- Can you compute the NOT’s of 3 input variables, using as many AND/OR gates as you like but only 2 NOT gates?
In other words, from an input of 3 boolean variables X, Y, and Z, you need to output NOTX, NOTY and NOTZ using only 2 NOT gates and as many AND/OR gates as you like. No IFs or any other gate.
The normal rules apply for the logic gates, sorry if this is redundant:
- AND takes 2 or more inputs, and it will output TRUE (or 1) iff all inputs are TRUE (or 1).
- OR takes 2 or more inputs, and it will output FALSE (or 0) iff all inputs are FALSE (or 0).
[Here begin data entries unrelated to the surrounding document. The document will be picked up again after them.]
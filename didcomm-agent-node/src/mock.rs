//! A plugin for tests and the demo server.
//!
//! Signatures are HMAC-SHA256 tags keyed by the verification key, so anyone
//! who knows the key can verify them. Ciphertexts carry their recipients in
//! the clear. Neither offers any protection.

use async_trait::async_trait;
use base64::engine::general_purpose::STANDARD;
use base64::Engine;
use didcomm_agent_core::{
    error::{Error, Result},
    plugin::{DIDCommPlugin, DIDResolver, Encryptor, Signer},
    Did, DidDoc,
};
use hmac::{Hmac, Mac};
use serde::{Deserialize, Serialize};
use sha2::Sha256;

type HmacSha256 = Hmac<Sha256>;

/// A mock plugin for testing `DIDComm` functionality.
#[derive(Debug, Clone, Default)]
pub struct MockPlugin;

impl MockPlugin {
    /// Creates a new instance of the mock plugin.
    #[must_use]
    pub fn new() -> Self {
        Self
    }
}

#[derive(Serialize, Deserialize)]
struct MockCiphertext {
    to: Vec<String>,
    #[serde(default, skip_serializing_if = "Option::is_none")]
    from: Option<String>,
    data: String,
}

fn mac(key_id: &str) -> Result<HmacSha256> {
    HmacSha256::new_from_slice(key_id.as_bytes()).map_err(|e| Error::Signing(e.to_string()))
}

#[async_trait]
impl DIDResolver for MockPlugin {
    async fn resolve(&self, did: &str) -> Result<DidDoc> {
        let verkey = did
            .strip_prefix("did:key:z")
            .ok_or_else(|| Error::DIDResolution(format!("Cannot resolve: {did}")))?;
        Ok(DidDoc::new(&Did::from_verkey(verkey), None))
    }
}

#[async_trait]
impl Signer for MockPlugin {
    async fn sign(&self, message: &[u8], key_id: &str) -> Result<Vec<u8>> {
        let mut mac = mac(key_id)?;
        mac.update(message);
        Ok(mac.finalize().into_bytes().to_vec())
    }

    async fn verify(&self, message: &[u8], signature: &[u8], key_id: &str) -> Result<bool> {
        let mut mac = mac(key_id)?;
        mac.update(message);
        Ok(mac.verify_slice(signature).is_ok())
    }
}

#[async_trait]
impl Encryptor for MockPlugin {
    async fn encrypt(&self, message: &[u8], to: &[&str], from: Option<&str>) -> Result<Vec<u8>> {
        let ct = MockCiphertext {
            to: to.iter().map(ToString::to_string).collect(),
            from: from.map(ToString::to_string),
            data: STANDARD.encode(message),
        };
        Ok(serde_json::to_vec(&ct)?)
    }

    async fn decrypt(&self, message: &[u8], recipient: &str) -> Result<Vec<u8>> {
        let ct: MockCiphertext = serde_json::from_slice(message)?;
        if !ct.to.iter().any(|to| to == recipient) {
            return Err(Error::Decryption(format!("Not encrypted for {recipient}")));
        }
        Ok(STANDARD.decode(ct.data)?)
    }
}

impl DIDCommPlugin for MockPlugin {
    fn resolver(&self) -> &dyn DIDResolver {
        self
    }

    fn signer(&self) -> &dyn Signer {
        self
    }

    fn encryptor(&self) -> &dyn Encryptor {
        self
    }
}

#[cfg(test)]
mod tests {
    use super::*;
    use didcomm_agent_core::DidMethod;

    #[tokio::test]
    async fn test_signatures_are_keyed() {
        let plugin = MockPlugin::new();
        let signature = plugin.signer().sign(b"payload", "key-1").await.unwrap();
        assert!(plugin.signer().verify(b"payload", &signature, "key-1").await.unwrap());
        assert!(!plugin.signer().verify(b"payload", &signature, "key-2").await.unwrap());
        assert!(!plugin.signer().verify(b"other", &signature, "key-1").await.unwrap());
    }

    #[tokio::test]
    async fn test_resolve_did_key() {
        let plugin = MockPlugin::new();
        let did = Did::generate(DidMethod::Key);
        let doc = plugin.resolver().resolve(&did.uri()).await.unwrap();
        assert_eq!(doc.verkey(), Some(did.verkey.as_str()));

        let sov = Did::generate(DidMethod::Sov);
        assert!(plugin.resolver().resolve(&sov.uri()).await.is_err());
    }
}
- NOT takes 1 input, and it will output FALSE (or 0) if the input is TRUE (or 1) and TRUE (or 1) if the input is FALSE(or 0).
Here's what I have so far:
- You can see this as truth tables. For example, for Y, you need 1 for 000,001,100,101 and 0 for 111,110,011,010. I write this as needing 1111,0000.
- NOT[(XANDY)OR(YANDZ)OR(ZANDX)] seems very useful. It will output 1110,0001 for X, Y or Z.
- You can combine these outputs as if they were binary numbers, and AND and OR as bitwise operators.
- Or, you can take them as sets, 1 means they have that element and 0 that they don't. You can use union and intersection.
- These binary numbers or sets can be built from any logic gates applied to all the 8 possibilities.